古隅田川緑道から綾瀬川通りに出ると、交番と、その向こうに下水処理場が見えた。
緑道から離れて行ってみる。
10:17
横の通りが旧水戸街道のようだ。
10:18
警視庁亀有警察署小菅交番
小さいけれど名前がなんとなく立派。
10:19
東京都下水道局小菅処理場と小菅東スポーツ公園
ここは広大な下水処理場の北西の端で、主要施設は、西の綾瀬川を越え、荒川のほうだ。
「立小便禁止」とあるのは、そういう人が多いということか。
もっと人がいないところですればいいのに。
下水処理場の上はテニスコートや公園になっている。
もちろんトイレもある。
10:20
公園の入口まで長い。
トイレまで遠いというより、トイレを使うことすら考えないのだろう。
10:22
長いスロープをのぼり、ようやく公園入口に到着。
この日は記録的な暑さで、3枚着ていたからここで下着まで脱いでブラウス1枚となった。
10:23
ここは上水道への浄水場ではなく、下水処理場であるが、しっかり外部から守られている。
有刺鉄線のフェンスは、公園側から施設のほうに曲がっている。
公園からの侵入者を防ぐには反対方向に曲げたほうが良いような気もするが、鉄線が公園側にはみ出すのを避けるのか。

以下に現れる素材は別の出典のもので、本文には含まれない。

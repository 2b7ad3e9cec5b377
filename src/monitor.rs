// =============================================================================
// SWAP MONITOR
// =============================================================================
//
// Central orchestrator. Owns the position tracker, the waiter registry and
// the detail fetcher, spawns the websocket stream, and pushes every arrived
// signature through fetch -> classify -> apply. Registered sinks observe
// events that actually landed in the tracker.

use std::collections::HashMap;
use std::sync::Arc;
use std::time::Duration;

use async_trait::async_trait;
use chrono::{DateTime, Utc};
use parking_lot::Mutex;
use tokio::sync::mpsc;

use crate::config::Config;
use crate::logger::{self, LogTag};
use crate::positions::{ApplyOutcome, PositionTracker};
use crate::rpc::RpcClient;
use crate::shutdown::Shutdown;
use crate::transactions::classifier;
use crate::transactions::fetcher::DetailFetcher;
use crate::transactions::types::{SwapDirection, SwapEvent};
use crate::utils::short_id;
use crate::waiters::WaiterRegistry;
use crate::websocket::{StreamConnector, StreamSignature};

/// Observer notified after an event has been applied to the tracker.
/// Failures are logged and never interrupt monitoring.
#[async_trait]
pub trait SwapEventSink: Send + Sync {
    async fn on_buy_detected(&self, signature: &str, mint: &str) -> anyhow::Result<()>;
    async fn on_sell_detected(&self, signature: &str, mint: &str) -> anyhow::Result<()>;
}

pub struct SwapMonitor {
    tracker: Arc<PositionTracker>,
    waiters: WaiterRegistry,
    fetcher: DetailFetcher,
    wallet: String,
    ws_url: String,
    /// First-seen stream timestamp per signature, for latency reporting.
    arrival_times: Mutex<HashMap<String, DateTime<Utc>>>,
    sinks: Vec<Arc<dyn SwapEventSink>>,
    shutdown: Shutdown,
}

impl SwapMonitor {
    pub fn new(
        config: &Config,
        rpc: Arc<RpcClient>,
        sinks: Vec<Arc<dyn SwapEventSink>>,
        shutdown: Shutdown,
    ) -> Self {
        let tracker = Arc::new(PositionTracker::new());
        Self {
            waiters: WaiterRegistry::new(Arc::clone(&tracker)),
            fetcher: DetailFetcher::new(rpc, config.wallet_address.clone(), shutdown.clone()),
            wallet: config.wallet_address.clone(),
            ws_url: config.ws_url.clone(),
            arrival_times: Mutex::new(HashMap::new()),
            sinks,
            shutdown,
            tracker,
        }
    }

    /// Run the stream and the consumer until shutdown. The stream task only
    /// pushes raw signatures; all resolution happens here, one signature at
    /// a time, so a slow RPC never blocks the websocket read loop.
    pub async fn run(&self) {
        let (sender, mut receiver) = mpsc::unbounded_channel();
        let connector = StreamConnector::new(
            self.ws_url.clone(),
            self.wallet.clone(),
            self.shutdown.clone(),
        );
        let stream_task = tokio::spawn(async move { connector.run(sender).await });

        logger::info(
            LogTag::Monitor,
            &format!("Monitoring swaps for wallet {}", short_id(&self.wallet)),
        );

        loop {
            tokio::select! {
                _ = self.shutdown.wait() => break,
                arrival = receiver.recv() => match arrival {
                    Some(arrival) => self.process_arrival(arrival).await,
                    None => break,
                },
            }
        }

        let _ = stream_task.await;
        logger::info(LogTag::Monitor, "Monitor stopped");
    }

    /// One signature through the pipeline: stamp, dedupe, fetch, classify,
    /// then apply every event the transaction produced.
    async fn process_arrival(&self, arrival: StreamSignature) {
        if !self.note_arrival(&arrival.signature, arrival.arrived_at) {
            return;
        }

        let detail = match self.fetcher.fetch(&arrival.signature).await {
            Some(detail) => detail,
            None => return,
        };

        let events = classifier::classify(&detail, &self.wallet);
        if events.is_empty() {
            logger::debug(
                LogTag::Monitor,
                &format!("No swap events in {}", short_id(&arrival.signature)),
            );
            return;
        }

        for event in &events {
            self.dispatch(event).await;
        }
    }

    /// Stamp the arrival and decide whether the signature still needs
    /// resolving. The first arrival wins the timestamp; redeliveries keep
    /// the original so latency numbers stay honest.
    fn note_arrival(&self, signature: &str, arrived_at: DateTime<Utc>) -> bool {
        self.arrival_times
            .lock()
            .entry(signature.to_string())
            .or_insert(arrived_at);

        if self.tracker.is_processed(signature) {
            logger::debug(
                LogTag::Monitor,
                &format!("Already applied {}, skipping", short_id(signature)),
            );
            return false;
        }
        true
    }

    /// Apply one classified event and notify sinks when it lands.
    async fn dispatch(&self, event: &SwapEvent) {
        match self.tracker.apply(event) {
            ApplyOutcome::AppliedBuy => {
                let spent = match event.pure_sol {
                    Some(sol) => format!("{:.9} SOL", sol),
                    None => "unknown SOL".to_string(),
                };
                logger::info(
                    LogTag::Monitor,
                    &format!(
                        "Buy detected for {}: {} tokens for {} ({})",
                        short_id(&event.mint),
                        event.token_amount,
                        spent,
                        short_id(&event.signature)
                    ),
                );
                self.fire_sinks(event).await;
            }
            ApplyOutcome::AppliedSell { remaining } => {
                logger::info(
                    LogTag::Monitor,
                    &format!(
                        "Sell detected for {}: {} tokens out, {} remaining ({})",
                        short_id(&event.mint),
                        event.token_amount,
                        remaining,
                        short_id(&event.signature)
                    ),
                );
                self.fire_sinks(event).await;
            }
            ApplyOutcome::DuplicateSignature => {
                logger::debug(
                    LogTag::Monitor,
                    &format!("Duplicate signature {}, ignoring", short_id(&event.signature)),
                );
            }
            ApplyOutcome::NotTracked => {
                logger::debug(
                    LogTag::Monitor,
                    &format!(
                        "{} event for untracked {}, ignoring",
                        event.direction.as_str(),
                        short_id(&event.mint)
                    ),
                );
            }
            ApplyOutcome::BuyAlreadyRecorded => {
                logger::warning(
                    LogTag::Monitor,
                    &format!(
                        "Second buy for {} ignored ({})",
                        short_id(&event.mint),
                        short_id(&event.signature)
                    ),
                );
            }
            ApplyOutcome::SellBeforeBuy => {
                logger::warning(
                    LogTag::Monitor,
                    &format!(
                        "Sell for {} with no recorded buy, ignoring ({})",
                        short_id(&event.mint),
                        short_id(&event.signature)
                    ),
                );
            }
        }
    }

    /// Sinks must never take the pipeline down: every failure is logged
    /// and swallowed, and the remaining sinks still run.
    async fn fire_sinks(&self, event: &SwapEvent) {
        for sink in &self.sinks {
            let result = match event.direction {
                SwapDirection::Buy => sink.on_buy_detected(&event.signature, &event.mint).await,
                SwapDirection::Sell => sink.on_sell_detected(&event.signature, &event.mint).await,
            };
            if let Err(error) = result {
                logger::warning(
                    LogTag::Monitor,
                    &format!(
                        "Sink failed on {} for {}: {}",
                        event.direction.as_str(),
                        short_id(&event.mint),
                        error
                    ),
                );
            }
        }
    }

    // ------------------------------------------------------------------
    // Tracking facade
    // ------------------------------------------------------------------

    pub fn start_tracking(&self, mint: &str) {
        self.tracker.start_tracking(mint);
    }

    pub fn stop_tracking(&self, mint: &str) -> bool {
        self.tracker.stop_tracking(mint)
    }

    pub fn is_tracked(&self, mint: &str) -> bool {
        self.tracker.is_tracked(mint)
    }

    pub fn set_entry_valuation(&self, mint: &str, valuation: f64) -> bool {
        self.tracker.set_entry_valuation(mint, valuation)
    }

    pub fn entry_valuation(&self, mint: &str) -> Option<f64> {
        self.tracker.entry_valuation(mint)
    }

    /// When the stream first delivered this signature, if it has been seen.
    pub fn signature_time(&self, signature: &str) -> Option<DateTime<Utc>> {
        self.arrival_times.lock().get(signature).copied()
    }

    pub async fn await_buy_signature(&self, mint: &str, timeout: Duration) -> Option<String> {
        self.waiters.await_buy_signature(mint, timeout).await
    }

    pub async fn await_buy_event(&self, mint: &str, timeout: Duration) -> Option<SwapEvent> {
        self.waiters.await_buy_event(mint, timeout).await
    }

    pub async fn await_all_sells(&self, mint: &str, timeout: Duration) -> Vec<SwapEvent> {
        self.waiters.await_all_sells(mint, timeout).await
    }
}

#[cfg(test)]
impl SwapMonitor {
    /// Test hook: push an event through apply + sinks as the pipeline would.
    pub(crate) async fn dispatch_for_tests(&self, event: &SwapEvent) {
        self.dispatch(event).await;
    }
}

#[cfg(test)]
mod tests {
    use super::*;
    use std::sync::Mutex as StdMutex;

    const WALLET: &str = "WaLLet1111111111111111111111111111111111111";
    const MINT: &str = "MintAAAA111111111111111111111111111111111111";

    struct RecordingSink {
        calls: StdMutex<Vec<(String, String, String)>>,
    }

    impl RecordingSink {
        fn new() -> Arc<Self> {
            Arc::new(Self {
                calls: StdMutex::new(Vec::new()),
            })
        }

        fn calls(&self) -> Vec<(String, String, String)> {
            self.calls.lock().unwrap().clone()
        }
    }

    #[async_trait]
    impl SwapEventSink for RecordingSink {
        async fn on_buy_detected(&self, signature: &str, mint: &str) -> anyhow::Result<()> {
            self.calls
                .lock()
                .unwrap()
                .push(("buy".into(), signature.into(), mint.into()));
            Ok(())
        }

        async fn on_sell_detected(&self, signature: &str, mint: &str) -> anyhow::Result<()> {
            self.calls
                .lock()
                .unwrap()
                .push(("sell".into(), signature.into(), mint.into()));
            Ok(())
        }
    }

    struct FailingSink;

    #[async_trait]
    impl SwapEventSink for FailingSink {
        async fn on_buy_detected(&self, _signature: &str, _mint: &str) -> anyhow::Result<()> {
            anyhow::bail!("sink exploded")
        }

        async fn on_sell_detected(&self, _signature: &str, _mint: &str) -> anyhow::Result<()> {
            anyhow::bail!("sink exploded")
        }
    }

    fn test_config() -> Config {
        Config {
            rpc_url: "http://localhost:8899".to_string(),
            ws_url: "ws://localhost:8900".to_string(),
            wallet_address: WALLET.to_string(),
            tracked_mints: vec![],
            buy_signature_timeout: Duration::from_secs(1),
            buy_event_timeout: Duration::from_secs(1),
            sell_timeout: Duration::from_secs(1),
        }
    }

    fn monitor_with(sinks: Vec<Arc<dyn SwapEventSink>>) -> SwapMonitor {
        let rpc = Arc::new(RpcClient::new("http://localhost:8899").expect("client"));
        SwapMonitor::new(&test_config(), rpc, sinks, Shutdown::new())
    }

    fn event(signature: &str, direction: SwapDirection, amount: f64) -> SwapEvent {
        SwapEvent {
            signature: signature.to_string(),
            mint: MINT.to_string(),
            direction,
            token_amount: amount,
            wallet_sol_change: -0.5,
            pure_sol: Some(0.45),
        }
    }

    #[tokio::test]
    async fn applied_events_reach_sinks_in_order() {
        let sink = RecordingSink::new();
        let monitor = monitor_with(vec![sink.clone()]);
        monitor.start_tracking(MINT);

        monitor.dispatch(&event("sig-buy", SwapDirection::Buy, 100.0)).await;
        monitor.dispatch(&event("sig-sell", SwapDirection::Sell, 100.0)).await;

        assert_eq!(
            sink.calls(),
            vec![
                ("buy".into(), "sig-buy".into(), MINT.into()),
                ("sell".into(), "sig-sell".into(), MINT.into()),
            ]
        );
    }

    #[tokio::test]
    async fn failing_sink_does_not_stop_others_or_tracking() {
        let recording = RecordingSink::new();
        let monitor = monitor_with(vec![Arc::new(FailingSink), recording.clone()]);
        monitor.start_tracking(MINT);

        monitor.dispatch(&event("sig-buy", SwapDirection::Buy, 100.0)).await;

        assert_eq!(recording.calls().len(), 1);
        assert_eq!(
            monitor.await_buy_signature(MINT, Duration::from_millis(10)).await,
            Some("sig-buy".to_string())
        );
    }

    #[tokio::test]
    async fn untracked_events_never_reach_sinks() {
        let sink = RecordingSink::new();
        let monitor = monitor_with(vec![sink.clone()]);

        monitor.dispatch(&event("sig-buy", SwapDirection::Buy, 100.0)).await;

        assert!(sink.calls().is_empty());
    }

    #[tokio::test]
    async fn redelivered_event_fires_sinks_once() {
        let sink = RecordingSink::new();
        let monitor = monitor_with(vec![sink.clone()]);
        monitor.start_tracking(MINT);

        let buy = event("sig-buy", SwapDirection::Buy, 100.0);
        monitor.dispatch(&buy).await;
        monitor.dispatch(&buy).await;

        assert_eq!(sink.calls().len(), 1);
    }

    #[tokio::test]
    async fn first_arrival_wins_the_timestamp() {
        let monitor = monitor_with(vec![]);
        let first = Utc::now();
        let later = first + chrono::Duration::seconds(5);

        assert!(monitor.note_arrival("sig-a", first));
        assert!(monitor.note_arrival("sig-a", later));
        assert_eq!(monitor.signature_time("sig-a"), Some(first));
    }

    #[tokio::test]
    async fn applied_signature_skips_refetch_but_keeps_timestamp() {
        let monitor = monitor_with(vec![]);
        monitor.start_tracking(MINT);
        monitor.dispatch(&event("sig-buy", SwapDirection::Buy, 100.0)).await;

        let arrived = Utc::now();
        assert!(!monitor.note_arrival("sig-buy", arrived));
        assert_eq!(monitor.signature_time("sig-buy"), Some(arrived));
    }
}
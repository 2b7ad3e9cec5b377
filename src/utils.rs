// =============================================================================
// SMALL SHARED HELPERS
// =============================================================================

/// First 8 characters of a signature or mint for log lines.
pub fn short_id(value: &str) -> &str {
    match value.char_indices().nth(8) {
        Some((idx, _)) => &value[..idx],
        None => value,
    }
}

/// Signed SOL difference between two lamport balances.
pub fn lamports_delta_to_sol(pre: u64, post: u64) -> f64 {
    (post as i128 - pre as i128) as f64 / 1e9
}

#[cfg(test)]
mod tests {
    use super::*;

    #[test]
    fn short_id_truncates_long_values() {
        assert_eq!(short_id("5UfDuX9A27qFq8wKwgFJk6rmjKsi34wuaS3Q"), "5UfDuX9A");
        assert_eq!(short_id("short"), "short");
    }

    #[test]
    fn lamports_delta_signs() {
        assert_eq!(lamports_delta_to_sol(2_000_000_000, 1_500_000_000), -0.5);
        assert_eq!(lamports_delta_to_sol(1_000_000_000, 1_000_000_000), 0.0);
        assert_eq!(lamports_delta_to_sol(0, 250_000_000), 0.25);
    }
}
//! Structured error types for the monitoring engine.
//!
//! Failure classes map onto how the engine reacts: transient fetch errors
//! consume a retry attempt, permanent ones short-circuit the signature,
//! websocket errors trigger the reconnect backoff, config errors abort
//! startup. Nothing here terminates the engine once it is running.

use thiserror::Error;

/// Errors from resolving a signature into transaction detail.
///
/// Transient variants are retried up to the fetcher's attempt budget;
/// permanent variants mean the signature can never produce a valid result
/// and the fetcher gives up on it immediately.
#[derive(Debug, Error)]
pub enum FetchError {
    #[error("rpc transport error: {0}")]
    Transport(#[from] reqwest::Error),

    #[error("rpc returned http status {0}")]
    HttpStatus(u16),

    #[error("transaction not indexed yet")]
    NotIndexed,

    #[error("transaction failed on-chain")]
    ExecutionFailed,

    #[error("monitored wallet absent from account keys")]
    WalletAbsent,

    #[error("malformed transaction detail: {0}")]
    Malformed(String),
}

impl FetchError {
    /// Whether another attempt could still succeed for this signature.
    pub fn is_transient(&self) -> bool {
        matches!(
            self,
            FetchError::Transport(_) | FetchError::HttpStatus(_) | FetchError::NotIndexed
        )
    }
}

/// Websocket subscription failures. Always recoverable: the stream loop
/// logs the error, waits the fixed backoff and reconnects from scratch.
#[derive(Debug, Error)]
pub enum WsError {
    #[error("websocket connect failed: {0}")]
    Connect(tokio_tungstenite::tungstenite::Error),

    #[error("websocket stream error: {0}")]
    Stream(tokio_tungstenite::tungstenite::Error),

    #[error("failed to build subscription request: {0}")]
    Subscribe(#[from] serde_json::Error),

    #[error("websocket closed by server")]
    Closed,

    #[error("signature channel closed")]
    ChannelClosed,
}

/// Startup configuration problems. Fatal before any service starts,
/// never produced afterwards.
#[derive(Debug, Error)]
pub enum ConfigError {
    #[error("environment variable {0} is missing")]
    MissingVar(&'static str),

    #[error("invalid {name}: {reason}")]
    Invalid { name: &'static str, reason: String },
}

/// Price/supply lookup failures. The watch workflow degrades to
/// "valuation unavailable" when these occur; monitoring is unaffected.
#[derive(Debug, Error)]
pub enum QuoteError {
    #[error("quote request failed: {0}")]
    Http(#[from] reqwest::Error),

    #[error("malformed quote response: {0}")]
    Malformed(String),

    #[error("empty quote response")]
    Empty,
}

公園には入らずそのまま元来た道を古隅田川遊歩道に戻る。
10:29
鵜森橋の向こうに首都高
鵜森橋は、吉田邸2軒と伊藤谷公園のあった通りである。

遊歩道の床と手すりは木材風コンクリート製かと思ったら、本物の木材だった。
10:31
遊歩道は葛飾区の南岸から足立区の北岸に変わる。
このあたりの住宅は毎朝起きれば縁側から水路が見え、季節を感じられるだろう。
都心にも近くて住みやすそうだ。
10:33
狭い石の上に亀が2匹。
10:34
こちらにも仲良く2匹いる。
親子だろうか、きょうだいだろうか。しかし卵生では家族というものがない。
では雄と雌か? しかし性的な感じもしない。
仲間、友達だろうか? 
でもどうして仲間と分かるのだろう? 
鏡もないから自分と似ているかどうかも分からないのに。

古隅田川は綾瀬川の堤防の下にもぐるように消え、遊歩道もなくなった。
堤防に上がってみる。
10:36
綾瀬川と首都高
この川は北からまっすぐ来て、明治時代に荒川放水路が作られたとき、ぶつかった。しかし合流せず(川が消滅せず)、その東に沿って並行して下流の中川まで行く。なぜ合流しないのか分からない。
明治11年
陸前浜街道、伊藤谷村、小菅村、弥五郎新田などの文字が読める。

綾瀬川は江戸時代から人工的な直線の川で、北から来て途中で隅田川に水路を通じ、そこから南東に方向を変え、中川まで行った。明治の荒川放水路はこの直線の綾瀬川に沿っている。
10:37
綾瀬川と水戸橋。
橋の名は水戸街道(佐倉道)からとったものだろう。
この街道はもう少し下流側(南)を通っていてそこに初代水戸橋がかかっていたらしい。

水戸橋を西にわたると、そこは綾瀬川(首都高)、広大な荒川、小菅拘置所に囲まれた陸の孤島のようなところで人が少ないのか、静かであった。
10:38
大きなケヤキが2本、若葉を出していた。
アパートの壁面の色などがケヤキに合っていた。意識的ならアパートの価値を高めている。
右のマンションは民間のソライエ葛飾小菅であるが、その裏は公務員宿舎と小菅拘置所である。

今回の散策の目的は、古隅田川ではなく、実は小菅拘置所のまわりを歩くことであった。